But our model needs access to the Config data. Again, I could try to make it a class variable, but there’s still the problem with class variables in modules. Fortunately, in Ruby, everything is an Object. So, a class can have instance variables.

module Wistle::Svn
  module ClassMethods
    def config
      @config ||= Config.new
    end
  end
end

Easy enough? I also need to extend the model class with the methods in ClassMethods when the module is included. This is a popular Rails trick. To the Wistle::Svn.included method, add the line klass.extend(ClassMethods). Now, if Article includes Wistle::Svn, we can access the config via #config (in the class), and self.class.config (from instances). And, I can always add custom methods for configuration options that are more likely to be accessed. Now, then, I can update DataMapper’s property class method to accept an option saying that a particular property stores the file’s contents.

module Wistle::Svn
  module ClassMethods
    def property(name, type, options = {})
      if options.delete(:body_property)
        config.body_property = name.to_s
      end
      
      super(name, type, options)
    end
  end
end

Using this would be something like:

class Article
  property :contents, :body_property => true
end

I’ll look at what Wistle::Svn does with this information when I discuss syncing the databases. Hopefully, I will get to that point eventually.

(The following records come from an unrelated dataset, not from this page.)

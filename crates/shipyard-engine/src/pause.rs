//! Actuation pauses
//!
//! Pausing an application pauses every resource in its delivery config.
//! Each affected resource gets a `ResourceActuationPaused` or
//! `ResourceActuationResumed` history entry.

use std::sync::Arc;

use shipyard_core::{
    Clock, DeliveryEvent, EventPublisher, RepositoryError, Resource, ResourceId,
};
use tracing::info;

use crate::repositories::Repositories;

/// Pauses and resumes actuation
pub struct ActuationPauser {
    repositories: Repositories,
    publisher: Arc<dyn EventPublisher>,
    clock: Arc<dyn Clock>,
}

impl ActuationPauser {
    pub fn new(
        repositories: Repositories,
        publisher: Arc<dyn EventPublisher>,
        clock: Arc<dyn Clock>,
    ) -> Self {
        Self {
            repositories,
            publisher,
            clock,
        }
    }

    /// Paused directly or through its application
    pub async fn is_paused(&self, resource: &Resource) -> Result<bool, RepositoryError> {
        let paused = &self.repositories.paused;
        Ok(paused.application_paused(&resource.application).await?
            || paused.resource_paused(&resource.id).await?)
    }

    pub async fn pause_application(&self, application: &str, user: &str) -> Result<(), RepositoryError> {
        info!("pausing application {} on behalf of {}", application, user);
        self.repositories.paused.pause_application(application).await?;
        for resource in self.application_resources(application).await? {
            self.record(DeliveryEvent::ResourceActuationPaused {
                resource: (&resource).into(),
                by: Some(user.to_string()),
                at: self.clock.now(),
            })
            .await?;
        }
        Ok(())
    }

    pub async fn resume_application(&self, application: &str, user: &str) -> Result<(), RepositoryError> {
        info!("resuming application {} on behalf of {}", application, user);
        self.repositories.paused.resume_application(application).await?;
        for resource in self.application_resources(application).await? {
            self.record(DeliveryEvent::ResourceActuationResumed {
                resource: (&resource).into(),
                by: Some(user.to_string()),
                at: self.clock.now(),
            })
            .await?;
        }
        Ok(())
    }

    pub async fn pause_resource(&self, id: &ResourceId, user: &str) -> Result<(), RepositoryError> {
        let resource = self.repositories.resources.get(id).await?;
        info!("pausing resource {} on behalf of {}", id, user);
        self.repositories.paused.pause_resource(id).await?;
        self.record(DeliveryEvent::ResourceActuationPaused {
            resource: (&resource).into(),
            by: Some(user.to_string()),
            at: self.clock.now(),
        })
        .await
    }

    pub async fn resume_resource(&self, id: &ResourceId, user: &str) -> Result<(), RepositoryError> {
        let resource = self.repositories.resources.get(id).await?;
        info!("resuming resource {} on behalf of {}", id, user);
        self.repositories.paused.resume_resource(id).await?;
        self.record(DeliveryEvent::ResourceActuationResumed {
            resource: (&resource).into(),
            by: Some(user.to_string()),
            at: self.clock.now(),
        })
        .await
    }

    async fn application_resources(&self, application: &str) -> Result<Vec<Resource>, RepositoryError> {
        match self
            .repositories
            .delivery_configs
            .delivery_config_for_application(application)
            .await
        {
            Ok(config) => Ok(config.resources().cloned().collect()),
            Err(e) if e.is_not_found() => Ok(Vec::new()),
            Err(e) => Err(e),
        }
    }

    async fn record(&self, event: DeliveryEvent) -> Result<(), RepositoryError> {
        self.repositories.resources.append_history(&event).await?;
        self.publisher.publish(event);
        Ok(())
    }
}
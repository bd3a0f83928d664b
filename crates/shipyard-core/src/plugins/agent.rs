//! Scheduled agents and external task control

use crate::error::{AgentError, PluginError};
use crate::model::TaskStatus;

/// Periodic, lock-guarded background work
#[cfg_attr(feature = "mocks", mockall::automock)]
#[async_trait::async_trait]
pub trait ScheduledAgent: Send + Sync {
    /// Lock key; one holder at a time across all schedulers
    fn lock_name(&self) -> &'static str;

    /// Lease TTL; a crashed holder is superseded after this
    fn lock_timeout_seconds(&self) -> u64;

    /// Run once
    async fn invoke_agent(&self) -> Result<(), AgentError>;
}

/// Control over launched external tasks
#[cfg_attr(feature = "mocks", mockall::automock)]
#[async_trait::async_trait]
pub trait TaskLauncher: Send + Sync {
    /// Cancel tasks on behalf of `user`
    async fn cancel_tasks(&self, task_ids: &[String], user: &str) -> Result<(), PluginError>;

    /// Current status of a task
    async fn task_status(&self, task_id: &str) -> Result<TaskStatus, PluginError>;
}
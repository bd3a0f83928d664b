//! Actuation vetoes
//!
//! [`VetoEnforcer`] asks each registered [`Veto`] in registration order;
//! the first denial wins. [`UnhappyVeto`] blocks a resource whose diff has
//! persisted across too many checks.

use std::sync::Arc;

use shipyard_core::{DiffFingerprintRepository, RepositoryError, Resource, Veto, VetoResponse};
use tracing::debug;

/// Name reported when every veto allows actuation
const ENFORCER: &str = "VetoEnforcer";

/// Runs registered vetoes against a resource
#[derive(Clone, Default)]
pub struct VetoEnforcer {
    vetoes: Vec<Arc<dyn Veto>>,
}

impl VetoEnforcer {
    pub fn new(vetoes: Vec<Arc<dyn Veto>>) -> Self {
        Self { vetoes }
    }

    /// Register a veto after the existing ones
    pub fn register(&mut self, veto: Arc<dyn Veto>) {
        self.vetoes.push(veto);
    }

    /// First denial, or an allow
    pub async fn can_check(&self, resource: &Resource) -> Result<VetoResponse, RepositoryError> {
        for veto in &self.vetoes {
            let response = veto.check(resource).await?;
            if !response.allowed {
                debug!("{} vetoed actuation of {}", veto.name(), resource.id);
                return Ok(response);
            }
        }
        Ok(VetoResponse::allow(ENFORCER))
    }
}

/// Status suggested for a resource stuck with the same diff
pub const UNHAPPY_STATUS: &str = "UNHAPPY";

/// Denies actuation once the same diff was seen more than `max_diff_count` times
///
/// The count resets whenever a check finds no diff, so a resource that
/// recovers and drifts again gets fresh attempts.
pub struct UnhappyVeto {
    fingerprints: Arc<dyn DiffFingerprintRepository>,
    max_diff_count: u32,
}

impl UnhappyVeto {
    pub fn new(fingerprints: Arc<dyn DiffFingerprintRepository>, max_diff_count: u32) -> Self {
        Self {
            fingerprints,
            max_diff_count,
        }
    }
}

#[async_trait::async_trait]
impl Veto for UnhappyVeto {
    fn name(&self) -> &'static str {
        "UnhappyVeto"
    }

    async fn check(&self, resource: &Resource) -> Result<VetoResponse, RepositoryError> {
        let count = self.fingerprints.diff_count(&resource.id).await?;
        if count > self.max_diff_count {
            return Ok(VetoResponse::deny(
                self.name(),
                format!(
                    "{} still differs from its desired state after {} attempts",
                    resource.id, self.max_diff_count
                ),
            )
            .with_veto_artifact(UNHAPPY_STATUS));
        }
        Ok(VetoResponse::allow(self.name()))
    }
}
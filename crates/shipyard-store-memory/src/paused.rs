//! [`PausedRepository`] for [`InMemoryStore`]

use shipyard_core::repository::RepositoryResult;
use shipyard_core::{PausedRepository, ResourceId};

use crate::InMemoryStore;

#[async_trait::async_trait]
impl PausedRepository for InMemoryStore {
    async fn pause_application(&self, application: &str) -> RepositoryResult<()> {
        self.inner.write().paused_applications.insert(application.to_string());
        Ok(())
    }

    async fn resume_application(&self, application: &str) -> RepositoryResult<()> {
        self.inner.write().paused_applications.remove(application);
        Ok(())
    }

    async fn pause_resource(&self, id: &ResourceId) -> RepositoryResult<()> {
        self.inner.write().paused_resources.insert(id.clone());
        Ok(())
    }

    async fn resume_resource(&self, id: &ResourceId) -> RepositoryResult<()> {
        self.inner.write().paused_resources.remove(id);
        Ok(())
    }

    async fn application_paused(&self, application: &str) -> RepositoryResult<bool> {
        Ok(self.inner.read().paused_applications.contains(application))
    }

    async fn resource_paused(&self, id: &ResourceId) -> RepositoryResult<bool> {
        Ok(self.inner.read().paused_resources.contains(id))
    }
}
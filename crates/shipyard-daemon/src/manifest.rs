//! Delivery config documents
//!
//! Loading from YAML and the structural checks behind `shipyardd validate`.

use std::collections::HashSet;
use std::path::Path;

use anyhow::{Context, Result};
use shipyard_core::{Constraint, DeliveryConfig};

/// Read and normalize one delivery config
pub(crate) fn load(path: &Path) -> Result<DeliveryConfig> {
    let raw = std::fs::read_to_string(path)
        .with_context(|| format!("failed to read {}", path.display()))?;
    parse(&raw).with_context(|| format!("failed to parse {}", path.display()))
}

pub(crate) fn parse(raw: &str) -> Result<DeliveryConfig> {
    let config: DeliveryConfig = serde_yaml::from_str(raw)?;
    Ok(config.normalized())
}

/// Every structural problem in `config`; empty when it is usable
pub(crate) fn problems(config: &DeliveryConfig) -> Vec<String> {
    let mut problems = Vec::new();
    if config.name.is_empty() {
        problems.push("delivery config has no name".to_string());
    }
    if config.application.is_empty() {
        problems.push("delivery config has no application".to_string());
    }

    let mut references = HashSet::new();
    for artifact in &config.artifacts {
        if !references.insert(artifact.reference.as_str()) {
            problems.push(format!("artifact reference {} is declared twice", artifact.reference));
        }
    }

    let mut environments = HashSet::new();
    let mut resources = HashSet::new();
    for environment in &config.environments {
        if !environments.insert(environment.name.as_str()) {
            problems.push(format!("environment {} is declared twice", environment.name));
        }
        for resource in &environment.resources {
            if !resources.insert(&resource.id) {
                problems.push(format!("resource {} is declared twice", resource.id));
            }
            if let Some(reference) = &resource.artifact_reference {
                if config.matching_artifact_by_reference(reference).is_none() {
                    problems.push(format!(
                        "resource {} deploys undeclared artifact {}",
                        resource.id, reference
                    ));
                }
            }
        }
        for constraint in &environment.constraints {
            if let Constraint::DependsOn { environment: upstream } = constraint {
                if upstream == &environment.name {
                    problems.push(format!("environment {} depends on itself", environment.name));
                } else if config.environment_named(upstream).is_none() {
                    problems.push(format!(
                        "environment {} depends on unknown environment {}",
                        environment.name, upstream
                    ));
                }
            }
        }
        if let Some(preview) = &environment.preview {
            if config.environment_named(&preview.parent_environment).is_none() {
                problems.push(format!(
                    "preview environment {} has unknown parent {}",
                    environment.name, preview.parent_environment
                ));
            }
        }
    }
    problems
}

As an aside, since I don’t anticipate any instance methods in the Wistle::Svn module, I could drop the ClassMethods module and use extend instead of include in my model. But I’ve chosen the include for consistency with DataMapper.


The wistle_models table

Before I can get to syncing, the database will need to know the version of its “working copy”, as it were. Except, I suppose, for the first update. I reckon I need another table in the database that keeps track of the current revision for each Wistle::Svn model. So, ‘lib/wistle/model.rb’:

module Wistle
  class Model # Table is named wistle_models.
    include DataMapper::Resource
    
    property :id, Integer, :serial => true
    property :name, String
    property :revision, Integer
  end
end

And this file needs to be required in ‘lib/wistle.rb’. Just for fun, let’s run rake dm:db:autoupgrade. Alas, no luck, the new model doesn’t migrate. There’s a good reason why, none of the Wistle module is required when running Merb (As an aside, it just seems more reasonable to me to include Wistle::Model in the Wistle lib instead of directly in the models directory). Add another depencency in init.db, but there’s a gotcha here. This dependency should not be declared until after use_orm :datamapper, because it depends on DataMapper being loaded.

use_orm :datamapper
dependency 'lib/wistle.rb'

Awesome. I guess. You can run that migration now and it should work. And now let’s get our Subversion-y models talking to this model.

module Wistle::Svn
  module ClassMethods
      def svn_repository
      return @svn_repository if @svn_repository
      
      @svn_repository = Wistle::Model.first(:name => self.name)
      @svn_repository ||= Wistle::Model.create(:name => self.name, :revision => 0)
      @svn_repository.config = config
      @svn_repository
    end
  end
end

Again, I use the Class instance variable trick. I only want to set up @svn_repository when I have to, so if it’s already available, I just return it. Next, I try to get a row in wistle_models that is set up for the current. If no luck there, I create such a row. Finally, I give this Model instance direct access to the Subversion-ized Models @config. Which means one more update to Wistle::Model: attr_accessor :config.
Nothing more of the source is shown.